Für gefundene Tiere gilt:
- unverzügliche Anzeige des Fundes,
- häufige Unterbringung in Tierheimen oder Pflegestellen,
- Ersatz notwendiger Pflege- und Behandlungskosten.

Ein Eigentumsübergang auf den Finder ist frühestens nach sechs Monaten möglich, wenn:
- kein Eigentümer ermittelt werden konnte,
- alle Pflichten eingehalten wurden,
- keine tierschutzrechtlichen Gründe entgegenstehen.

Fundsache vs. Schatzfund (§ 984 BGB)

Eine Fundsache ist ein verlorener Gegenstand, dessen Eigentümer grundsätzlich ermittelbar ist.

Ein Schatz liegt vor, wenn:

eine Sache verborgen war,

der Eigentümer nicht mehr feststellbar ist,

der Fund zufällig erfolgt.

In diesem Fall erwerben Finder und Grundstückseigentümer je zur Hälfte Eigentum (§ 984 BGB).

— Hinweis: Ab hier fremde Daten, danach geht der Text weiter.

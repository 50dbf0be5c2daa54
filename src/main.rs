//! Mesh node console
//!
//! Runs one node, broadcasts every line typed on stdin and prints every
//! message received.

use clap::Parser;
use peer_mesh::{Address, BroadcastOutcome, Node, NodeConfig, NodeSettings, PeerId};
use std::path::PathBuf;
use std::sync::Arc;
use tokio::io::{AsyncBufReadExt, BufReader};

#[derive(Parser)]
#[command(name = "mesh-node")]
#[command(author = "Darshan")]
#[command(version = "0.1.0")]
#[command(about = "A symmetric peer-to-peer TCP mesh node", long_about = None)]
struct Cli {
    /// JSON settings file; flags override its values
    #[arg(short, long)]
    config: Option<PathBuf>,

    /// Address to listen on
    #[arg(short, long)]
    listen: Option<Address>,

    /// Peer address to dial (repeatable)
    #[arg(short, long = "peer")]
    peers: Vec<Address>,

    /// Largest frame payload in bytes
    #[arg(long)]
    max_frame_bytes: Option<usize>,

    /// Connection attempts per dial
    #[arg(long)]
    dial_retries: Option<u32>,

    /// Delay between dial attempts in milliseconds
    #[arg(long)]
    retry_delay_ms: Option<u64>,

    /// Pause after a connection failure in milliseconds
    #[arg(long)]
    poll_interval_ms: Option<u64>,

    /// Discard node log output
    #[arg(long)]
    silent: bool,
}

impl Cli {
    fn settings(&self) -> Result<NodeSettings, peer_mesh::MeshError> {
        let mut settings = match &self.config {
            Some(path) => NodeSettings::load(path)?,
            None => NodeSettings::default(),
        };

        if let Some(listen) = &self.listen {
            settings.listen = listen.clone();
        }
        if !self.peers.is_empty() {
            settings.peers = self.peers.clone();
        }
        if let Some(v) = self.max_frame_bytes {
            settings.max_frame_bytes = v;
        }
        if let Some(v) = self.dial_retries {
            settings.dial_retries = v;
        }
        if let Some(v) = self.retry_delay_ms {
            settings.retry_delay_ms = v;
        }
        if let Some(v) = self.poll_interval_ms {
            settings.poll_interval_ms = v;
        }
        settings.silent |= self.silent;

        Ok(settings)
    }
}

fn main() -> Result<(), Box<dyn std::error::Error>> {
    // Initialize logger
    env_logger::Builder::from_env(env_logger::Env::default().default_filter_or("info")).init();

    let cli = Cli::parse();
    let (listen, peers, config) = cli.settings()?.into_parts()?;

    let rt = tokio::runtime::Runtime::new()?;
    rt.block_on(run(listen, peers, config))
        .map_err(|e| -> Box<dyn std::error::Error> { e })
}

async fn run(
    listen: Address,
    peers: Vec<Address>,
    config: NodeConfig,
) -> Result<(), Box<dyn std::error::Error + Send + Sync>> {
    println!("🌐 Starting mesh node on {}...", listen);
    let node = Arc::new(Node::new(listen, peers, config)?);

    {
        let printer = Arc::downgrade(&node);
        node.on_message(move |msg| {
            println!("Received from {}: {}", msg.peer_id, msg.text());
            if let Some(node) = printer.upgrade() {
                show_servers(&node);
            }
        });
    }

    node.start().await;

    println!("Type a line to broadcast it, '@<peer id> text' to send to one peer,");
    println!("'peers' to list dialed peers, 'q' to quit.");

    let mut lines = BufReader::new(tokio::io::stdin()).lines();
    loop {
        let line = tokio::select! {
            line = lines.next_line() => line?,
            _ = tokio::signal::ctrl_c() => None,
        };
        let Some(line) = line else { break };
        let text = line.trim();

        if text.eq_ignore_ascii_case("q") {
            break;
        }
        if text == "peers" {
            show_servers(&node);
            continue;
        }
        if let Err(e) = handle_line(&node, text).await {
            eprintln!("⚠️  {}", e);
        }
    }

    println!("📴 Shutting down node...");
    node.stop().await;
    Ok(())
}

async fn handle_line(node: &Node, text: &str) -> Result<(), peer_mesh::MeshError> {
    if let Some(rest) = text.strip_prefix('@') {
        let (id, message) = rest.split_once(' ').unwrap_or((rest, ""));
        let id: PeerId = id.parse()?;
        let outcome = node.send_text_to(id, message).await?;
        log::debug!("Unicast to {}: {:?}", id, outcome);
        return Ok(());
    }

    match node.broadcast_text(text).await? {
        BroadcastOutcome::Delivered(report) if report.failed > 0 => {
            eprintln!(
                "⚠️  Broadcast reached {} peers, {} failed",
                report.sent, report.failed
            );
        }
        _ => {}
    }
    Ok(())
}

fn show_servers(node: &Node) {
    for (id, address) in node.peers() {
        println!("ID: {} URL: {}", id, address);
    }
}
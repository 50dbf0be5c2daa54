//! P2P mesh networking
//!
//! Provides a symmetric TCP mesh: every socket, accepted or dialed, is a peer.
//!
//! # Features
//! - Length-prefixed framing with a bounded frame size
//! - Outbound dialing with bounded retries and automatic redial
//! - Thread-safe peer registry with snapshot iteration
//! - Lifecycle gating through a small state machine

pub mod address;
pub mod codec;
pub mod error;
pub mod manager;
pub mod node;
pub mod peer;
pub mod registry;
pub mod state;

pub use address::Address;
pub use codec::{FrameCodec, DEFAULT_MAX_FRAME_BYTES, LENGTH_PREFIX};
pub use error::{FrameError, MeshError, MeshResult};
pub use manager::{BroadcastReport, ConnectionManager};
pub use node::{BroadcastOutcome, MessageReceived, Node};
pub use peer::{ConnectionContext, Direction, PeerConnection, PeerId, SendOutcome};
pub use registry::PeerRegistry;
pub use state::{Command, NodeState, NodeStateMachine, Transition};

Schatzfunde unterliegen oft zusätzlichen denkmal- oder landesrechtlichen Regelungen.

Rolle von suchen.expert

suchen.expert ist keine Behörde und keine Fundstelle im Sinne des § 965 Abs. 2 BGB.

Die Plattform:
- ersetzt keine gesetzliche Fundanzeige,
- prüft keine Ansprüche auf Finderlohn oder Eigentum,
- bietet lediglich eine technische Kontaktmöglichkeit zwischen Findern und Eigentümern.

Wichtiger Hinweis
Diese Informationen dienen der allgemeinen rechtlichen Orientierung und stellen keine Rechtsberatung dar.
Bei Streitigkeiten über Finderlohn, Verwahrung oder Eigentum empfiehlt sich die Konsultation eines Rechtsanwalts oder der zuständigen Behörde.